The number of eggs collected, the
number of mature follicles and the amount of stimulating
hormone (gonadotrophin) used was not significantly different
between the egg sharing women and the non-egg sharing women.
In addition, the average number of embryos transferred and
the mean numbers of eggs allocated between egg sharers and
recipients was not statistically different.
"Up to now, there has been no
research in the UK carried out with large numbers of
patients to ensure that the egg sharing programme is not
detrimental to egg sharers and/or to the outcome of
recipients' treatment compared with standard IVF or ICSI,"
said Mr Abdalla.
An important additional finding was
that there was no evidence to back up a theoretical risk
that the donors may have an increased chance of the
potentially dangerous condition of ovarian hyperstimulation
syndrome – a condition where the ovaries go into overdrive
and produce too many follicles and eggs as a result of the
hormones given to prepare them for fertility treatment.
"The premise was that to have enough
eggs for egg sharing, doctors may over stimulate the donors'
ovaries," said Mr Abdalla. "But, we provided the donors with
the standard drug regimen given to all IVF patients of a
similar age and there was no increased incidence of ovarian
hyperstimulation, of drug dosage or of the numbers of eggs
produced compared with standard IVF patients."
He said that two previous studies
had demonstrated lower pregnancy rates, but they had a
smaller number of patients and there may have been a slight
bias towards recipients in egg allocation.

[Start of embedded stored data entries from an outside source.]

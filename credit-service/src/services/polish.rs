//! Billed script polishing: the reference caller of [`BillingOrchestrator`].

use crate::error::CreditError;
use crate::models::ServiceType;
use crate::services::billing::BillingOrchestrator;
use crate::services::providers::GenerationRequest;
use crate::services::skills::{normalize_polished_output, resolve_skill, PromptLanguage};
use serde::Serialize;
use tracing::{info, instrument, warn};

/// Last-resort text model when neither the caller nor the platform names one.
pub const DEFAULT_POLISH_TEXT_MODEL: &str = "doubao-seed-1-8-251228";

const POLISH_TEMPERATURE: f32 = 0.45;
const POLISH_MAX_TOKENS: i32 = 2600;

#[derive(Debug, Clone, PartialEq, Serialize)]
pub struct PolishedScript {
    pub content: String,
    pub skill: String,
    pub model: String,
    pub credit_cost: i64,
}

#[derive(Clone)]
pub struct ScriptPolisher {
    billing: BillingOrchestrator,
    default_text_model: String,
    language: PromptLanguage,
}

impl ScriptPolisher {
    pub fn new(
        billing: BillingOrchestrator,
        default_text_model: Option<String>,
        language: PromptLanguage,
    ) -> Self {
        let default_text_model = default_text_model
            .map(|m| m.trim().to_string())
            .filter(|m| !m.is_empty())
            .unwrap_or_else(|| DEFAULT_POLISH_TEXT_MODEL.to_string());
        Self {
            billing,
            default_text_model,
            language,
        }
    }

    /// Model to try first: the caller's model, else the platform default text
    /// config's first model, else the configured default.
    pub async fn resolve_model_hint(&self, requested_model: &str) -> Result<String, CreditError> {
        let requested = requested_model.trim();
        if !requested.is_empty() {
            return Ok(requested.to_string());
        }

        let platform_default = self
            .billing
            .resolver()
            .default_config(ServiceType::Text)
            .await?;
        if let Some(model) = platform_default.as_ref().and_then(|c| c.primary_model()) {
            return Ok(model.to_string());
        }

        Ok(self.default_text_model.clone())
    }

    /// Polish `content` with `skill`, charging `user_id` for the text call.
    /// The ledger detail is `"<detail_prefix>:<skill>"`.
    #[instrument(skip(self, content), fields(content_len = content.len()))]
    pub async fn polish(
        &self,
        user_id: i64,
        content: &str,
        model: &str,
        skill: &str,
        detail_prefix: &str,
    ) -> Result<PolishedScript, CreditError> {
        let content = content.trim();
        if content.is_empty() {
            return Err(CreditError::InvalidInput("empty content".to_string()));
        }

        let skill = resolve_skill(skill);
        let request = GenerationRequest::new(skill.user_prompt(self.language, content))
            .with_system_prompt(skill.system_prompt(self.language))
            .with_temperature(POLISH_TEMPERATURE)
            .with_max_tokens(POLISH_MAX_TOKENS);

        let model_hint = self.resolve_model_hint(model).await?;
        let detail = format!("{}:{}", detail_prefix, skill.name);

        let billed = self
            .billing
            .run(
                user_id,
                ServiceType::Text,
                model,
                &model_hint,
                &detail,
                |client, _model| async move {
                    let output = client
                        .generate(&request)
                        .await
                        .map_err(CreditError::from)?;
                    let polished = normalize_polished_output(&output.text);
                    if polished.is_empty() {
                        warn!("Polished content is empty");
                        return Err(CreditError::Provider(
                            "polished content is empty".to_string(),
                        ));
                    }
                    Ok::<_, CreditError>(polished)
                },
            )
            .await?;

        info!(
            user_id = user_id,
            skill_name = skill.name,
            model = %billed.model,
            length = billed.value.chars().count(),
            "Script polished"
        );

        Ok(PolishedScript {
            content: billed.value,
            skill: skill.name.to_string(),
            model: billed.model,
            credit_cost: billed.credit_cost,
        })
    }
}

The present study
had insisted that donors had at least the first four eggs so
that there was a decent number of eggs for the donor's own
treatment.
"Our view is that for successful egg
sharing the sharer should always be given priority and have
the first call on her eggs without any undue pressure. I
believe that is the primary reason for the success of our
programme."
Mr Abdalla said that egg sharing was
a constructive way of solving the problem of shortage of
eggs. So, it was a reassuring finding that patients who took
part in a programme and provided a valuable source of donor
eggs were not compromising their own chances or putting
themselves at risk of additional complications.
However, he said that for egg
sharing to be successful it was essential that the programme
gave the women taking part all the advice and support that
is provided for fertility patients and that donors always
had priority in terms of their treatment and the first call
on their eggs.
A study examining the psychological
and emotional impact of the programme was also under way.

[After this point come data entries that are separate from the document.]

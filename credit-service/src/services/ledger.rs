//! Credit ledger: the single point of balance mutation.
//!
//! Every mutation locks the account row, checks and updates the balance and
//! appends a ledger entry inside one store transaction, so the balance always
//! equals the sum of the account's entries and never goes negative.

use crate::error::CreditError;
use crate::models::{
    Account, ActorMeta, EntryKind, EntryPage, EntrySide, LedgerEntry, NewLedgerEntry,
    ServiceType, ACTION_RECHARGE, MAX_DESCRIPTION_CHARS, TARGET_USER,
};
use crate::services::audit::{field_snapshot, AuditService};
use crate::services::metrics::{record_error, record_operation};
use crate::services::pagination::Page;
use crate::services::store::{CreditStore, StoreTransaction};
use std::sync::Arc;
use tracing::{error, info, instrument, warn};
use uuid::Uuid;

pub const DEFAULT_FRAME_PROMPT_CREDITS: i64 = 10;
pub const DEFAULT_IMAGE_GENERATION_CREDITS: i64 = 5;

const DEFAULT_RECHARGE_NOTE: &str = "admin recharge";

/// Fixed prices for operations billed by direct consumption.
#[derive(Debug, Clone, Copy, PartialEq, Eq)]
pub struct FixedCosts {
    pub frame_prompt: i64,
    pub image_generation: i64,
}

impl FixedCosts {
    /// Non-positive values fall back to the defaults.
    pub fn new(frame_prompt: i64, image_generation: i64) -> Self {
        Self {
            frame_prompt: if frame_prompt > 0 {
                frame_prompt
            } else {
                DEFAULT_FRAME_PROMPT_CREDITS
            },
            image_generation: if image_generation > 0 {
                image_generation
            } else {
                DEFAULT_IMAGE_GENERATION_CREDITS
            },
        }
    }
}

impl Default for FixedCosts {
    fn default() -> Self {
        Self::new(DEFAULT_FRAME_PROMPT_CREDITS, DEFAULT_IMAGE_GENERATION_CREDITS)
    }
}

/// Entry description cut to the column width on a char boundary.
fn entry_description(text: &str) -> Option<String> {
    Some(text.chars().take(MAX_DESCRIPTION_CHARS).collect())
}

/// `"resource:id"` detail string attached to consumption entries.
pub fn billing_detail(resource: &str, id: impl std::fmt::Display) -> String {
    format!("{}:{}", resource, id)
}

#[derive(Clone)]
pub struct CreditLedger {
    store: Arc<dyn CreditStore>,
    audit: AuditService,
    costs: FixedCosts,
}

impl CreditLedger {
    pub fn new(store: Arc<dyn CreditStore>, audit: AuditService, costs: FixedCosts) -> Self {
        Self {
            store,
            audit,
            costs,
        }
    }

    /// Configured fixed costs.
    pub fn costs(&self) -> FixedCosts {
        self.costs
    }

    /// Current account state (unlocked read).
    pub async fn account(&self, user_id: i64) -> Result<Account, CreditError> {
        self.store
            .get_account(user_id)
            .await?
            .ok_or_else(|| CreditError::NotFound(format!("account {}", user_id)))
    }

    // -------------------------------------------------------------------------
    // Debits
    // -------------------------------------------------------------------------

    /// Debit `cost` credits immediately. A non-positive cost is a no-op.
    #[instrument(skip(self, detail), fields(user_id = user_id, cost = cost, kind = %kind))]
    pub async fn consume(
        &self,
        user_id: i64,
        cost: i64,
        kind: EntryKind,
        detail: &str,
    ) -> Result<(), CreditError> {
        if cost <= 0 {
            return Ok(());
        }

        let entry = NewLedgerEntry {
            user_id,
            amount: -cost,
            kind,
            reference_id: None,
            service_type: None,
            model: None,
            description: entry_description(detail),
        };

        match self.debit(user_id, cost, entry).await {
            Ok(_) => {
                record_operation("consume", cost);
                info!(user_id = user_id, cost = cost, kind = %kind, "Credits consumed");
                Ok(())
            }
            Err(e) => Err(self.observe_failure("consume", e)),
        }
    }

    pub async fn consume_for_frame_prompt(&self, user_id: i64, detail: &str) -> Result<(), CreditError> {
        self.consume(
            user_id,
            self.costs.frame_prompt,
            EntryKind::GenerateFramePrompt,
            detail,
        )
        .await
    }

    pub async fn consume_for_image_generation(
        &self,
        user_id: i64,
        detail: &str,
    ) -> Result<(), CreditError> {
        self.consume(
            user_id,
            self.costs.image_generation,
            EntryKind::GenerateImage,
            detail,
        )
        .await
    }

    /// Reserve credits for one model call. Returns the reservation reference,
    /// or `None` when there is nothing to charge. Pass the reference to
    /// [`refund`](Self::refund) if the call fails.
    #[instrument(skip(self, detail), fields(user_id = user_id, service_type = %service_type, model = %model, cost = cost))]
    pub async fn reserve(
        &self,
        user_id: i64,
        service_type: ServiceType,
        model: &str,
        cost: i64,
        detail: &str,
    ) -> Result<Option<String>, CreditError> {
        if cost <= 0 {
            return Ok(None);
        }

        let reference_id = Uuid::new_v4().to_string();
        let entry = NewLedgerEntry {
            user_id,
            amount: -cost,
            kind: service_type.reserve_kind(),
            reference_id: Some(reference_id.clone()),
            service_type: Some(service_type),
            model: Some(model.to_string()),
            description: entry_description(detail),
        };

        match self.debit(user_id, cost, entry).await {
            Ok(_) => {
                record_operation("reserve", cost);
                info!(
                    user_id = user_id,
                    cost = cost,
                    reference_id = %reference_id,
                    "Credits reserved"
                );
                Ok(Some(reference_id))
            }
            Err(e) => Err(self.observe_failure("reserve", e)),
        }
    }

    /// Lock, check sufficiency, decrement and append in one transaction.
    async fn debit(
        &self,
        user_id: i64,
        cost: i64,
        entry: NewLedgerEntry,
    ) -> Result<LedgerEntry, CreditError> {
        let mut tx = self.store.begin().await?;

        let account = lock_existing(tx.as_mut(), user_id).await?;
        if account.balance < cost {
            return Err(CreditError::InsufficientCredits {
                required: cost,
                available: account.balance,
            });
        }

        tx.set_balance(user_id, account.balance - cost).await?;
        let created = tx.insert_entry(entry).await?;
        tx.commit().await?;

        Ok(created)
    }

    // -------------------------------------------------------------------------
    // Credits
    // -------------------------------------------------------------------------

    /// Reverse a reservation. Idempotent: an empty, unknown or already
    /// refunded reference is a successful no-op.
    #[instrument(skip(self))]
    pub async fn refund(&self, reference_id: &str) -> Result<(), CreditError> {
        if reference_id.is_empty() {
            return Ok(());
        }

        match self.refund_inner(reference_id).await {
            Ok(Some(entry)) => {
                record_operation("refund", entry.amount);
                info!(
                    user_id = entry.user_id,
                    amount = entry.amount,
                    reference_id = %reference_id,
                    "Credits refunded"
                );
                Ok(())
            }
            Ok(None) => Ok(()),
            Err(e) => Err(self.observe_failure("refund", e)),
        }
    }

    async fn refund_inner(&self, reference_id: &str) -> Result<Option<LedgerEntry>, CreditError> {
        if self
            .store
            .find_reservation_entry(reference_id, EntrySide::Credit)
            .await?
            .is_some()
        {
            return Ok(None);
        }

        let Some(reserved) = self
            .store
            .find_reservation_entry(reference_id, EntrySide::Debit)
            .await?
        else {
            warn!(reference_id = %reference_id, "Refund requested for unknown reservation");
            return Ok(None);
        };

        let service_type = reserved.service_type.ok_or_else(|| {
            CreditError::InvalidServiceType(format!("reservation {} has no service type", reference_id))
        })?;

        let mut tx = self.store.begin().await?;
        let account = lock_existing(tx.as_mut(), reserved.user_id).await?;

        // Re-check under the account lock: a concurrent refund may have won.
        if tx
            .find_reservation_entry(reference_id, EntrySide::Credit)
            .await?
            .is_some()
        {
            return Ok(None);
        }

        let amount = -reserved.amount;
        let restored = account
            .balance
            .checked_add(amount)
            .ok_or(CreditError::InvalidAmount(amount))?;
        tx.set_balance(reserved.user_id, restored).await?;
        let created = tx
            .insert_entry(NewLedgerEntry {
                user_id: reserved.user_id,
                amount,
                kind: service_type.refund_kind(),
                reference_id: Some(reference_id.to_string()),
                service_type: Some(service_type),
                model: reserved.model.clone(),
                description: entry_description(&format!(
                    "refund: {}",
                    reserved.description.as_deref().unwrap_or_default()
                )),
            })
            .await?;
        tx.commit().await?;

        Ok(Some(created))
    }

    /// Administrative top-up. The balance change, the ledger entry and the
    /// audit record commit together.
    #[instrument(skip(self, note, meta), fields(admin_id = admin_id, user_id = user_id, amount = amount))]
    pub async fn recharge(
        &self,
        admin_id: i64,
        user_id: i64,
        amount: i64,
        note: &str,
        meta: &ActorMeta,
    ) -> Result<(Account, LedgerEntry), CreditError> {
        if amount <= 0 {
            return Err(self.observe_failure("recharge", CreditError::InvalidAmount(amount)));
        }

        match self.recharge_inner(admin_id, user_id, amount, note, meta).await {
            Ok(result) => {
                record_operation("recharge", amount);
                info!(
                    admin_id = admin_id,
                    user_id = user_id,
                    amount = amount,
                    "Admin recharged user"
                );
                Ok(result)
            }
            Err(e) => Err(self.observe_failure("recharge", e)),
        }
    }

    async fn recharge_inner(
        &self,
        admin_id: i64,
        user_id: i64,
        amount: i64,
        note: &str,
        meta: &ActorMeta,
    ) -> Result<(Account, LedgerEntry), CreditError> {
        let mut tx = self.store.begin().await?;
        let mut account = lock_existing(tx.as_mut(), user_id).await?;

        let before = account.balance;
        let after = before
            .checked_add(amount)
            .ok_or(CreditError::InvalidAmount(amount))?;
        tx.set_balance(user_id, after).await?;

        let description = if note.trim().is_empty() {
            DEFAULT_RECHARGE_NOTE
        } else {
            note
        };
        let entry = tx
            .insert_entry(NewLedgerEntry {
                user_id,
                amount,
                kind: EntryKind::Recharge,
                reference_id: None,
                service_type: None,
                model: None,
                description: entry_description(description),
            })
            .await?;

        self.audit
            .write_with_tx(
                tx.as_mut(),
                admin_id,
                ACTION_RECHARGE,
                TARGET_USER,
                &user_id.to_string(),
                Some(field_snapshot("credits", before)),
                Some(field_snapshot("credits", after)),
                meta,
            )
            .await?;

        tx.commit().await?;

        account.balance = after;
        Ok((account, entry))
    }

    // -------------------------------------------------------------------------
    // Reads
    // -------------------------------------------------------------------------

    /// List ledger entries newest first, for one user or for everyone.
    #[instrument(skip(self))]
    pub async fn list_entries(
        &self,
        user_id: Option<i64>,
        page: i64,
        page_size: i64,
    ) -> Result<EntryPage, CreditError> {
        let page = Page::new(page, page_size);
        let (entries, total) = self
            .store
            .list_entries(user_id, page.limit(), page.offset())
            .await?;
        Ok(EntryPage {
            entries,
            total,
            page: page.page,
            page_size: page.page_size,
        })
    }

    fn observe_failure(&self, operation: &str, err: CreditError) -> CreditError {
        record_error(operation, err.error_type());
        if err.is_user_facing() {
            warn!(operation = operation, error = %err, "Credit operation rejected");
        } else {
            error!(operation = operation, error = %err, "Credit operation failed");
        }
        err
    }
}

/// Lock the account row, failing with `NotFound` when it does not exist.
pub(crate) async fn lock_existing(
    tx: &mut dyn StoreTransaction,
    user_id: i64,
) -> Result<Account, CreditError> {
    tx.lock_account(user_id)
        .await?
        .ok_or_else(|| CreditError::NotFound(format!("account {}", user_id)))
}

"We need to know how a patient would feel if they did not
fall pregnant and the recipient does, or vice-versa. There
is potential here for joy, happiness, sadness and other
emotions. So, it is particularly important to follow these
patients up and we are currently providing an extensive
questionnaire to all of our egg sharers." The results of
this study should be available next year.
###
[1] Does egg-sharing compromise the
chance of donors or recipients achieving a live birth? Human
Reproduction. Vol 18. No. 11. pp 2363-2367.

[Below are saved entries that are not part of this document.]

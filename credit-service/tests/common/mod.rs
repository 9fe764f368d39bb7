//! Common test utilities for credit-service integration tests.
#![allow(dead_code)]

use credit_service::config::BillingConfig;
use credit_service::models::{
    Account, ConfigOwner, NewAccount, NewProviderConfig, ProviderConfig, ServiceType,
};
use credit_service::services::providers::mock::{MockBehavior, MockClientFactory};
use credit_service::services::MemoryStore;
use credit_service::CreditServices;
use secrecy::Secret;
use std::sync::{Arc, Once};

static INIT: Once = Once::new();

/// Initialize tracing for tests (only once).
pub fn init_tracing() {
    INIT.call_once(|| {
        tracing_subscriber::fmt()
            .with_env_filter("info,credit_service=debug,sqlx=warn")
            .with_test_writer()
            .try_init()
            .ok();
    });
}

pub const ADMIN_ID: i64 = 1;

/// Services over a fresh in-memory store.
pub struct TestContext {
    pub store: MemoryStore,
    pub services: CreditServices,
    pub clients: Arc<MockClientFactory>,
}

impl TestContext {
    pub async fn seed_user(&self, user_id: i64, balance: i64) -> Account {
        self.store
            .seed_account(&NewAccount::user(user_id), balance)
            .await
    }

    pub async fn balance(&self, user_id: i64) -> i64 {
        self.services
            .ledger
            .account(user_id)
            .await
            .expect("account should exist")
            .balance
    }

    /// Sum of every ledger entry amount for the user.
    pub async fn entry_sum(&self, user_id: i64) -> i64 {
        let mut sum = 0;
        let mut page = 1;
        loop {
            let result = self
                .services
                .ledger
                .list_entries(Some(user_id), page, 100)
                .await
                .expect("list entries");
            sum += result.entries.iter().map(|e| e.amount).sum::<i64>();
            if page * result.page_size >= result.total {
                return sum;
            }
            page += 1;
        }
    }

    pub async fn add_config(
        &self,
        owner: ConfigOwner,
        service_type: ServiceType,
        models: &[&str],
        priority: i32,
        credit_cost: i64,
    ) -> ProviderConfig {
        self.services
            .configs
            .create(owner, &new_config(service_type, models, priority, credit_cost))
            .await
            .expect("create config")
    }

    pub async fn add_default_platform_config(
        &self,
        service_type: ServiceType,
        models: &[&str],
        credit_cost: i64,
    ) -> ProviderConfig {
        let mut input = new_config(service_type, models, 0, credit_cost);
        input.is_default = true;
        self.services
            .configs
            .create(ConfigOwner::Platform, &input)
            .await
            .expect("create config")
    }
}

pub fn new_config(
    service_type: ServiceType,
    models: &[&str],
    priority: i32,
    credit_cost: i64,
) -> NewProviderConfig {
    NewProviderConfig {
        service_type,
        provider: "openai".to_string(),
        name: format!("{}-{}", service_type, models.first().copied().unwrap_or("any")),
        base_url: "https://api.example.com/v1".to_string(),
        secret: Secret::new("sk-test".to_string()),
        models: models.iter().map(|m| m.to_string()).collect(),
        priority,
        is_default: false,
        is_active: true,
        credit_cost,
        settings: None,
    }
}

pub fn spawn_services() -> TestContext {
    spawn_services_with(MockClientFactory::new(MockBehavior::Echo))
}

pub fn spawn_services_with(factory: MockClientFactory) -> TestContext {
    init_tracing();

    let store = MemoryStore::new();
    let clients = Arc::new(factory);
    let services = CreditServices::new(
        Arc::new(store.clone()),
        clients.clone(),
        &BillingConfig::default(),
    );

    TestContext {
        store,
        services,
        clients,
    }
}
//! service-core: Shared infrastructure for the credit platform services.
pub mod config;
pub mod error;
pub mod middleware;
pub mod observability;

pub use axum;
pub use serde;
pub use serde_json;
pub use tokio;
pub use tower_http;
pub use tracing;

[2] The Lister Fertility Clinic has
been providing egg donation since 1988 with sporadic cases
of egg sharing. A pilot group on egg sharing started in July
1997 and the programme was properly established from January
1998. About 5% of the clinics total cycles of assisted
conception involve egg sharing. Egg sharers get reduced cost
cycles. The only charge is £500 towards medications. The
recipients do not pay for the donor's treatment, but pay
overall charges similar to the cost of an IVF cycle. So
effectively, two patients are treated for the cost of one
treatment cycle. There is no obligation between the sharer
and the recipient. The sharer can withdraw at any time and
has primary claim on her eggs without extra cost. The egg
sharer who is unsuccessful in conceiving, can try up 3
times, sometimes more.
According to the Human Fertilisation
and Embryology Authority (HFEA) 45 out of the UK's 95
fertility treatment centres have egg sharing programmes.